Blow believes after finishing fourth in Iowa Gingrich turned to the technique Reagan used when he moved to New Hampshire after a poor showing in Iowa. Reagan created the bogus “welfare queen.” Blow reminds us of this one. “Reagan explained at nearly every stop that there was a woman in Chicago who ‘has 80 names, 30 addresses, 12 Social Security cards and is collecting veteran’s benefits on four nonexisting deceased husbands. And she is collecting Social Security on her cards. She’s got Medicaid, getting food stamps, and she is collecting welfare under each of her names. Her tax-free cash income is over $150,000.’ ” She was African-American of course.
Perhaps progressives could fabricate a Fat Cat Financial King, a C.E.O. who gets a pay package for joining a company including stock grants worth about $22.5 million to go with his base annual salary of $1 million. Oh wait, we don’t have to fabricate him. He is Scott Thompson, the new chief executive at Yahoo.
As a last word on the economy, this line from a Jay Leno monologue: “The economy is so bad, God is now calling Rick Perry and Michele Bachman collect.”
Now a final personal note on social conservatism. I am intrigued by the concept of “personhood,” that at the moment the human egg is fertilized we are a person, with all of the rights and privileges thereof. So “conception” takes the place of “birth.” In which case it seems to me some adjustments in common cultural are in order to accommodate this concept, which has been endorsed by a pledge signed by most of the Republican candidates for the presidency.

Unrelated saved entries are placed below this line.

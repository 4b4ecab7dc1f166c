//! Resolved video metadata.

use serde::{Deserialize, Serialize};

/// Metadata and transcript for a single video, resolved per request.
///
/// The transcript is the flattened caption text joined with single spaces;
/// timing information is not retained.
#[derive(Debug, Clone, PartialEq, Eq, Serialize, Deserialize)]
pub struct VideoMetadata {
    /// 11-character video id
    pub id: String,
    /// Video title from the platform snippet
    pub title: String,
    /// Video description from the platform snippet
    pub description: String,
    /// Flattened caption transcript
    pub transcript: String,
}
//! Axum HTTP API server.
//!
//! This crate provides:
//! - The article-generation pipeline endpoints
//! - Video metadata and transcript endpoints
//! - Request logging, request ids, CORS and security headers

pub mod config;
pub mod error;
pub mod handlers;
pub mod middleware;
pub mod routes;
pub mod state;

pub use config::ApiConfig;
pub use error::{ApiError, ApiResult};
pub use routes::create_router;
pub use state::AppState;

Changes are in order even in such trivial things as song lyrics. “Born Free, as free as the wind blows” updated to “Conceived Free, as free as the wind blows.” Or “I’m a Yankee Doodle Dandy, Conceived on the Fourth of July.” And “Conceived to be Wild.” When I go to pick up my prescription pills will the pharmacist ask “date of conception, please?” Will the date of our conception go on a driver’s license? Passport? I do consider myself a native conceived citizen. I can see one plus in this; it adds about nine months to our longevity and at this point I will take everything I can get.